In one 1983 study, Joan Huber and Glenna Spitze asked 1,360 husbands and wives: “Has the thought of getting a divorce from your husband (or wife) ever crossed your mind?” They found that more wives than husbands had thought about divorce (30 percent versus 22 percent) and that wives thought about it more often. How much each one earned had no effect on a spouse s thoughts of divorce. Nor did attitudes toward the roles of men and women. But the more housework a wife saw her husband do, the less likely she was to think of divorce. As the researchers noted: “For each of the five daily household tasks which the husband performs at least half the time, the wife is about 3 percent less likely to have thoughts of divorce.”3 (The five tasks defined as taking the most time in housework were meal preparation, food shopping, child care, daily housework, and meal cleanup.) In addition, the researchers found that if a working wife thinks her husband should share housework, she is 10 percent more likely to have thoughts of divorce than if she does not believe this.
In another study, of 600 couples applying for divorce, George Levinger found that the second most common reason women cited for wanting divorce—after “mental cruelty”—was “neglect of home or children.” Women mentioned this reason more often than financial problems, physical abuse, drinking, or infidelity. Among middle-class women who filed for divorce, a mans neglect of home or children was the single most common complaint, mentioned by nearly half. Both men and women mentioned neglect of home and children: 39 percent of the women, and 26 percent of the men.4 Since women traditionally care for the home, it is striking that so many women considered mens lack of care for the home such an important source of their unhappiness.
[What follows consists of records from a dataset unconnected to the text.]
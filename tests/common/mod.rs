//! Shared fixtures for the integration tests: a small on-disk IP-XACT
//! library (AXI4, AXI4-Lite, APB, clock, reset, and two near-identical
//! custom protocols for the ambiguity scenario) plus the SystemVerilog
//! sources for the seed conversion scenarios below.

use std::fs;
use std::path::{Path, PathBuf};

/// `(logical name, direction as seen from the master, presence)`.
pub struct LogicalPortSpec {
    pub name: &'static str,
    pub master_direction: &'static str,
    pub presence: &'static str,
}

pub fn port(name: &'static str, master_direction: &'static str) -> LogicalPortSpec {
    LogicalPortSpec {
        name,
        master_direction,
        presence: "required",
    }
}

fn bus_definition_xml(
    vendor: &str,
    library: &str,
    name: &str,
    version: &str,
    is_addressable: bool,
    declared_parameters: &[&str],
) -> String {
    let params = if declared_parameters.is_empty() {
        String::new()
    } else {
        let entries: String = declared_parameters
            .iter()
            .map(|p| format!("<parameter><name>{}</name></parameter>", p))
            .collect();
        format!("<parameters>{}</parameters>", entries)
    };
    format!(
        "<busDefinition>\
           <vendor>{vendor}</vendor><library>{library}</library><name>{name}</name><version>{version}</version>\
           <directConnection>true</directConnection>\
           <isAddressable>{addr}</isAddressable>\
           {params}\
         </busDefinition>",
        vendor = vendor,
        library = library,
        name = name,
        version = version,
        addr = is_addressable,
        params = params,
    )
}

fn abstraction_definition_xml(
    vlnv: (&str, &str, &str, &str),
    bus_vlnv: (&str, &str, &str, &str),
    ports: &[LogicalPortSpec],
) -> String {
    let port_entries: String = ports
        .iter()
        .map(|p| {
            format!(
                "<port><logicalName>{name}</logicalName><wire><onMaster><presence>{presence}</presence><direction>{dir}</direction></onMaster></wire></port>",
                name = p.name,
                presence = p.presence,
                dir = p.master_direction,
            )
        })
        .collect();
    format!(
        "<abstractionDefinition>\
           <vendor>{v}</vendor><library>{l}</library><name>{n}</name><version>{ver}</version>\
           <busType vendor=\"{bv}\" library=\"{bl}\" name=\"{bn}\" version=\"{bver}\"/>\
           <ports>{ports}</ports>\
         </abstractionDefinition>",
        v = vlnv.0,
        l = vlnv.1,
        n = vlnv.2,
        ver = vlnv.3,
        bv = bus_vlnv.0,
        bl = bus_vlnv.1,
        bn = bus_vlnv.2,
        bver = bus_vlnv.3,
        ports = port_entries,
    )
}

fn write_definition(root: &Path, vendor: &str, library: &str, name: &str, version: &str, file_suffix: &str, contents: &str) {
    let dir = root.join(vendor).join(library).join(name).join(version);
    fs::create_dir_all(&dir).expect("create library dir");
    fs::write(dir.join(format!("{}{}.xml", name, file_suffix)), contents).expect("write definition");
}

/// The AMBA4 AXI4 abstraction: a commonly-cited 33-signal "minimal" full AXI4
/// interface (five channels, including ID but without QOS/REGION/USER).
pub fn axi4_ports() -> Vec<LogicalPortSpec> {
    vec![
        port("AWID", "out"),
        port("AWADDR", "out"),
        port("AWLEN", "out"),
        port("AWSIZE", "out"),
        port("AWBURST", "out"),
        port("AWLOCK", "out"),
        port("AWCACHE", "out"),
        port("AWPROT", "out"),
        port("AWVALID", "out"),
        port("AWREADY", "in"),
        port("WDATA", "out"),
        port("WSTRB", "out"),
        port("WLAST", "out"),
        port("WVALID", "out"),
        port("WREADY", "in"),
        port("BRESP", "in"),
        port("BVALID", "in"),
        port("BREADY", "out"),
        port("ARID", "out"),
        port("ARADDR", "out"),
        port("ARLEN", "out"),
        port("ARSIZE", "out"),
        port("ARBURST", "out"),
        port("ARLOCK", "out"),
        port("ARCACHE", "out"),
        port("ARPROT", "out"),
        port("ARVALID", "out"),
        port("ARREADY", "in"),
        port("RDATA", "in"),
        port("RRESP", "in"),
        port("RLAST", "in"),
        port("RVALID", "in"),
        port("RREADY", "out"),
    ]
}

/// AXI4-Lite: AXI4 without burst/len/size/lock/cache/id/last (19 signals).
pub fn axi4_lite_ports() -> Vec<LogicalPortSpec> {
    vec![
        port("AWADDR", "out"),
        port("AWPROT", "out"),
        port("AWVALID", "out"),
        port("AWREADY", "in"),
        port("WDATA", "out"),
        port("WSTRB", "out"),
        port("WVALID", "out"),
        port("WREADY", "in"),
        port("BRESP", "in"),
        port("BVALID", "in"),
        port("BREADY", "out"),
        port("ARADDR", "out"),
        port("ARPROT", "out"),
        port("ARVALID", "out"),
        port("ARREADY", "in"),
        port("RDATA", "in"),
        port("RRESP", "in"),
        port("RVALID", "in"),
        port("RREADY", "out"),
    ]
}

/// APB3 (8 signals).
pub fn apb_ports() -> Vec<LogicalPortSpec> {
    vec![
        port("PADDR", "out"),
        port("PSEL", "out"),
        port("PENABLE", "out"),
        port("PWRITE", "out"),
        port("PWDATA", "out"),
        port("PREADY", "in"),
        port("PRDATA", "in"),
        port("PSLVERR", "in"),
    ]
}

/// Clock and reset are present in every fixture library: the matcher always
/// needs somewhere to route `clk`/`rst_n` groups regardless of which
/// addressable-bus fixtures a given scenario cares about.
pub fn write_clock_and_reset(root: &Path) {
    write_bus(root, "generic.org", "clocks", "clock", "1.0", false, &[], &[port("CLK", "out")]);
    write_bus(root, "generic.org", "resets", "reset", "1.0", false, &[], &[port("RST", "out")]);
}

pub fn write_axi4(root: &Path) {
    write_bus(
        root,
        "amba.com",
        "AMBA4",
        "AXI4",
        "r0p0_0",
        true,
        &["DATA_WIDTH", "ADDR_WIDTH", "ID_WIDTH"],
        &axi4_ports(),
    );
}

pub fn write_axi4_lite(root: &Path) {
    write_bus(
        root,
        "amba.com",
        "AMBA4",
        "AXI4Lite",
        "r0p0_0",
        true,
        &["DATA_WIDTH", "ADDR_WIDTH"],
        &axi4_lite_ports(),
    );
}

pub fn write_apb(root: &Path) {
    write_bus(
        root,
        "amba.com",
        "AMBA3",
        "APB",
        "r0p0_0",
        true,
        &["DATA_WIDTH", "ADDR_WIDTH"],
        &apb_ports(),
    );
}

/// Two bus definitions with byte-for-byte identical logical port sets:
/// whichever scores first wins, but the runner-up should land within the
/// default ambiguity margin and be reported.
pub fn write_ambiguous_pair(root: &Path) {
    let ports = vec![port("DATA", "out"), port("VALID", "out"), port("READY", "in")];
    write_bus(root, "custom.org", "protoA", "PROTO_A", "1.0", false, &[], &ports);
    write_bus(root, "custom.org", "protoB", "PROTO_B", "1.0", false, &[], &ports);
}

/// A library scoped to exactly the fixtures a scenario needs: a group that
/// fully satisfies one addressable bus's required signals will also satisfy
/// any strict-subset profile (e.g. AXI4-Lite's signals are a literal subset
/// of AXI4's), tying their scores. Each scenario below only loads the
/// fixtures its own assertions depend on instead of one shared catalog,
/// keeping each scenario an independent input rather than a fixed point
/// against one fleet-wide library.
pub fn write_axi4_only_library(root: &Path) {
    write_clock_and_reset(root);
    write_axi4(root);
}

pub fn write_dual_interface_library(root: &Path) {
    write_clock_and_reset(root);
    write_axi4_lite(root);
    write_apb(root);
}

pub fn write_ambiguity_library(root: &Path) {
    write_ambiguous_pair(root);
}

fn write_bus(
    root: &Path,
    vendor: &str,
    library: &str,
    name: &str,
    version: &str,
    is_addressable: bool,
    declared_parameters: &[&str],
    ports: &[LogicalPortSpec],
) {
    let bus_xml = bus_definition_xml(vendor, library, name, version, is_addressable, declared_parameters);
    write_definition(root, vendor, library, name, version, "", &bus_xml);

    let abs_xml = abstraction_definition_xml(
        (vendor, library, name, version),
        (vendor, library, name, version),
        ports,
    );
    write_definition(root, vendor, library, name, version, "_rtl", &abs_xml);
}

pub fn sv_path(dir: &Path, file_name: &str, contents: &str) -> PathBuf {
    let path = dir.join(file_name);
    fs::write(&path, contents).expect("write sv fixture");
    path
}

pub const AXI_MASTER_EXAMPLE: &str = r#"
module axi_master_example (
    input  wire        clk,
    input  wire        rst_n,

    output wire [3:0]  M_AXI_AWID,
    output wire [31:0] M_AXI_AWADDR,
    output wire [7:0]  M_AXI_AWLEN,
    output wire [2:0]  M_AXI_AWSIZE,
    output wire [1:0]  M_AXI_AWBURST,
    output wire        M_AXI_AWLOCK,
    output wire [3:0]  M_AXI_AWCACHE,
    output wire [2:0]  M_AXI_AWPROT,
    output wire        M_AXI_AWVALID,
    input  wire        M_AXI_AWREADY,

    output wire [31:0] M_AXI_WDATA,
    output wire [3:0]  M_AXI_WSTRB,
    output wire        M_AXI_WLAST,
    output wire        M_AXI_WVALID,
    input  wire        M_AXI_WREADY,

    input  wire [1:0]  M_AXI_BRESP,
    input  wire        M_AXI_BVALID,
    output wire        M_AXI_BREADY,

    output wire [3:0]  M_AXI_ARID,
    output wire [31:0] M_AXI_ARADDR,
    output wire [7:0]  M_AXI_ARLEN,
    output wire [2:0]  M_AXI_ARSIZE,
    output wire [1:0]  M_AXI_ARBURST,
    output wire        M_AXI_ARLOCK,
    output wire [3:0]  M_AXI_ARCACHE,
    output wire [2:0]  M_AXI_ARPROT,
    output wire        M_AXI_ARVALID,
    input  wire        M_AXI_ARREADY,

    input  wire [31:0] M_AXI_RDATA,
    input  wire [1:0]  M_AXI_RRESP,
    input  wire        M_AXI_RLAST,
    input  wire        M_AXI_RVALID,
    output wire        M_AXI_RREADY,

    input  wire        start,
    output wire        done
);
endmodule
"#;

pub const DUAL_INTERFACE: &str = r#"
module dual_interface (
    input  wire        clk,
    input  wire        rst_n,

    input  wire [31:0] S_AXI_AWADDR,
    input  wire [2:0]  S_AXI_AWPROT,
    input  wire        S_AXI_AWVALID,
    output wire        S_AXI_AWREADY,
    input  wire [31:0] S_AXI_WDATA,
    input  wire [3:0]  S_AXI_WSTRB,
    input  wire        S_AXI_WVALID,
    output wire        S_AXI_WREADY,
    output wire [1:0]  S_AXI_BRESP,
    output wire        S_AXI_BVALID,
    input  wire        S_AXI_BREADY,
    input  wire [31:0] S_AXI_ARADDR,
    input  wire [2:0]  S_AXI_ARPROT,
    input  wire        S_AXI_ARVALID,
    output wire        S_AXI_ARREADY,
    output wire [31:0] S_AXI_RDATA,
    output wire [1:0]  S_AXI_RRESP,
    output wire        S_AXI_RVALID,
    input  wire        S_AXI_RREADY,

    output wire [31:0] M_APB_PADDR,
    output wire        M_APB_PSEL,
    output wire        M_APB_PENABLE,
    output wire        M_APB_PWRITE,
    output wire [31:0] M_APB_PWDATA,
    input  wire        M_APB_PREADY,
    input  wire [31:0] M_APB_PRDATA,
    input  wire        M_APB_PSLVERR
);
endmodule
"#;

pub const AMBIGUITY_TEST: &str = r#"
module ambiguity_test (
    output wire [31:0] amb_data,
    output wire        amb_valid,
    input  wire        amb_ready
);
endmodule
"#;

pub const ROBUST_TEST: &str = r#"
`define WIDTH 8
module robust_test #(
    parameter WIDTH = 8,
    parameter AW = 4
) (
    input wire clk,
    input wire rst_n,
    /* this comment deliberately contains
       the literal text input wire so the
       preprocessor must not create a port */
    input wire [WIDTH-1:0] data_in,
    output wire valid
`ifdef USE_OUTPUT
    ,output wire [WIDTH-1:0] data_out
`endif
);
endmodule
"#;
Happy marriage is supported by a couple s being economically secure, by their enjoying a supportive community, and by their having compatible needs and values. But these days it may also depend more on sharing a value on the work of nurturing others. As the role of the homemaker is being vacated by many women, the homemaker s work has been devalued and passed on to low — paid housekeepers, baby-sitters, and day-care workers. Like an ethnic culture in danger of being swallowed up by the culture of the dominant group, the contribution of the traditional homemaker has been devalued first by men and now by more women.
In the era of a stalled revolution, one way to reverse this devaluation is for men to share in that devalued work, and thereby help to revalue it. Many working mothers are already doing all they can at home. Now it s time for men to make the move. In an age of divorce, marriage itself can be at stake.